Far less built-up is the tiny beachfront town of Litchfield, located a 40-minute drive south of Myrtle Beach. There's little more than peaceful sands, a few casual eateries and a nearby golf course for travelers.
Given its proximity to the airport, and calm stretch of golden sand, it's no surprise that Waikiki Beach is such a popular destination. But the widespread development of big-name chain hotels, abundance of fast-food eateries and well-known stores has rid the area of its local charm and replaced it with hordes of tourists. Although traveling families may love the home comforts, there are other O'ahu beaches that actually fit the paradise moniker.
Just a 30-minute drive from Honolulu International Airport, the tiny town of Kailua offers a more relaxing Hawaiian escape. The beach and turquoise waters here are drop-dead gorgeous, and a congregated area of restaurants and shops help it retain a less-touristy vibe. As of now, there aren't any mega chain properties here, and we for one hope that remains true.
Seeing around 8 million visitors each year, Ocean City has a similar allure as Myrtle Beach, with its lively boardwalk housing an amusement park, water park, mini-golf course and ample spots to grab a drink. The city manages to appeal both to fun-seeking families and party-focused adults, resulting in the wide stretches of beach being filled with sun-lovers.
A 30-minute drive north, and crossing the state line into Delaware, Bethany Beach is a quiet, laid-back town with a long and pretty stretch of sand. Though much smaller than Ocean City's, a boardwalk along the beach is pleasant for walking and ducking down side streets for quaint candy shops and frozen custard spots.
Particularly popular with college kids during spring break and families during the summer, Gulf Shores sees around 6 million tourists annually. Its long white-sand beach is undeniably lovely, but it can get crowded. Plus, an amusement park, zoo and chain eateries detract a bit from the pretty ocean setting.
About an hour-and-15-minute drive away, Pensacola Beach offers the same pretty sand and water, but with a less-developed atmosphere. That's not to say there aren't hotels, restaurant and bars, but it's a more subdued city that's suitable for couples and families on vacation. It sees fewer crowds than Gulf Shores, and hotels with beach setups are even quieter.
Thanks to its excellent location just north of Venice Beach and a roughly 35-minute drive from Los Angeles, Santa Monica gets about 7.5 million tourists each year. Somewhat surprisingly, 57 percent of those are international travelers -- with the largest percentage coming from Australia and New Zealand. Santa Monica's pier, amusement park, retail promenade and Muscle Beach mean there's a lot to do and see, but prepare to do so surrounded by lots of people.
A 90-minute drive up the coast, and 40 minutes south of Santa Barbara, Ventura offers some of the same attractions -- a lovely pier and beautiful beach -- plus a scenic bike path, parks for picnics and volleyball, and fewer people.

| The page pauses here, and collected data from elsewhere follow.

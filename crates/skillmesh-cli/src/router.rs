//! Command routing and dispatch

use std::path::PathBuf;

use clap::{Parser, Subcommand};

use crate::commands::*;
use crate::error::CliResult;

/// smesh, the skill registry and installer for agent runtimes
#[derive(Parser, Debug)]
#[command(name = "smesh")]
#[command(bin_name = "smesh")]
#[command(about = "Decentralized skill registry and installer for AI agent runtimes")]
#[command(
    long_about = "smesh: install, publish, and inspect skill packages on a decentralized registry.\n\nQuick start:\n  smesh search scraper        Find skills\n  smesh install web-scraper   Install a skill and its dependencies\n  smesh publish ./my-skill    Pack and register a skill\n  smesh registry serve        Run a local development registry"
)]
#[command(version)]
#[command(disable_help_subcommand = true)]
pub struct Cli {
    #[command(subcommand)]
    pub command: Commands,

    /// Enable verbose output
    #[arg(short, long, global = true)]
    pub verbose: bool,
}

#[derive(Subcommand, Debug, Clone)]
pub enum Commands {
    /// Search skills by name, description, or tag
    #[command(about = "Search the registry for skills matching a query")]
    Search {
        /// Search query; empty matches everything
        #[arg(value_name = "QUERY", default_value = "")]
        query: String,

        /// Maximum number of results
        #[arg(short, long)]
        limit: Option<u64>,
    },

    /// List registered skills
    #[command(about = "List registered skills with pagination and filters")]
    List {
        /// Page size
        #[arg(short, long)]
        limit: Option<u64>,

        /// Number of skills to skip
        #[arg(short, long)]
        offset: Option<u64>,

        /// Only skills by this author
        #[arg(long)]
        author: Option<String>,

        /// Require this tag (repeatable)
        #[arg(long = "tag", value_name = "TAG")]
        tags: Vec<String>,

        /// Substring filter on the skill name
        #[arg(long)]
        name: Option<String>,
    },

    /// Show registry process information
    #[command(about = "Show the registry's capabilities and message schemas")]
    Info,

    /// Show a skill's version history
    #[command(about = "Show the published versions of a skill, newest first")]
    Versions {
        /// Skill name
        #[arg(value_name = "NAME")]
        name: String,
    },

    /// Show download statistics
    #[command(about = "Show download statistics for the registry or one skill")]
    Stats {
        /// Skill name; omit for registry-wide statistics
        #[arg(value_name = "NAME")]
        name: Option<String>,

        /// Time range: 7, 30, or all
        #[arg(long = "range", value_name = "RANGE", default_value = "all")]
        time_range: String,
    },

    /// Install a skill and its dependencies
    #[command(about = "Resolve, fetch, and install a skill with its dependencies")]
    Install {
        /// Skill to install, `name` or `name@version`
        #[arg(value_name = "SKILL")]
        spec: String,

        /// Install directory (defaults to the configured target)
        #[arg(short, long, value_name = "DIR")]
        target: Option<PathBuf>,

        /// Reinstall even when the exact version is already present
        #[arg(short, long)]
        force: bool,

        /// Print the resolved dependency tree
        #[arg(long)]
        tree: bool,
    },

    /// Pack and publish a skill
    #[command(about = "Pack a skill directory, upload the bundle, and register it")]
    Publish {
        /// Directory containing the skill and its skill.json manifest
        #[arg(value_name = "DIR", default_value = ".")]
        dir: PathBuf,
    },

    /// Registry utilities
    #[command(about = "Run registry utilities such as a local development registry")]
    Registry {
        #[command(subcommand)]
        action: RegistrySubcommand,
    },
}

#[derive(Subcommand, Debug, Clone)]
pub enum RegistrySubcommand {
    /// Serve a local development registry speaking the mesh protocol
    #[command(about = "Serve an in-memory registry with gateway and messenger endpoints")]
    Serve {
        /// Port for the combined gateway and messenger endpoints
        #[arg(short, long, default_value_t = 4000)]
        port: u16,

        /// Process id the registry answers as
        #[arg(long, default_value = "registry")]
        process_id: String,
    },
}

/// Parses the command line and runs the chosen command
pub struct CommandRouter;

impl CommandRouter {
    /// Route and execute the current invocation
    pub async fn route() -> CliResult<()> {
        let cli = Cli::parse();
        crate::logging::init(cli.verbose);
        Self::execute(&cli).await
    }

    /// Execute a parsed command
    pub async fn execute(cli: &Cli) -> CliResult<()> {
        match &cli.command {
            Commands::Search { query, limit } => {
                SearchCommand::new(query.clone(), *limit).execute().await
            }
            Commands::List {
                limit,
                offset,
                author,
                tags,
                name,
            } => {
                ListCommand::new(*limit, *offset, author.clone(), tags.clone(), name.clone())
                    .execute()
                    .await
            }
            Commands::Info => InfoCommand::new().execute().await,
            Commands::Versions { name } => VersionsCommand::new(name.clone()).execute().await,
            Commands::Stats { name, time_range } => {
                StatsCommand::new(name.clone(), time_range.clone())
                    .execute()
                    .await
            }
            Commands::Install {
                spec,
                target,
                force,
                tree,
            } => {
                InstallCommand::new(spec.clone())
                    .with_target(target.clone())
                    .with_force(*force)
                    .with_tree(*tree)
                    .execute()
                    .await
            }
            Commands::Publish { dir } => PublishCommand::new(dir.clone()).execute().await,
            Commands::Registry { action } => match action {
                RegistrySubcommand::Serve { port, process_id } => {
                    ServeCommand::new(*port, process_id.clone()).execute().await
                }
            },
        }
    }
}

Once known as the spring break destination, Panama City Beach was practically synonymous with college-age partying; that is, up until 2015 when the city banned drinking on the beach and cut bar hours. Though the spring break crowds have dwindled in response (to the locals' delight), the city is still seeing about 2 million visitors each year thanks to theme and water parks, and well-known brands like Dave & Buster's and JCPenney.
For travelers looking for fewer shopping malls and amusement parks on vacation, head to the adorable town of Seaside an hour away. The walkable city is the epitome of cute beach town, with cute cafes, ice cream shops, and boutiques around a central square. A beautiful stretch of beach means you won't miss the sands found in Panama Beach.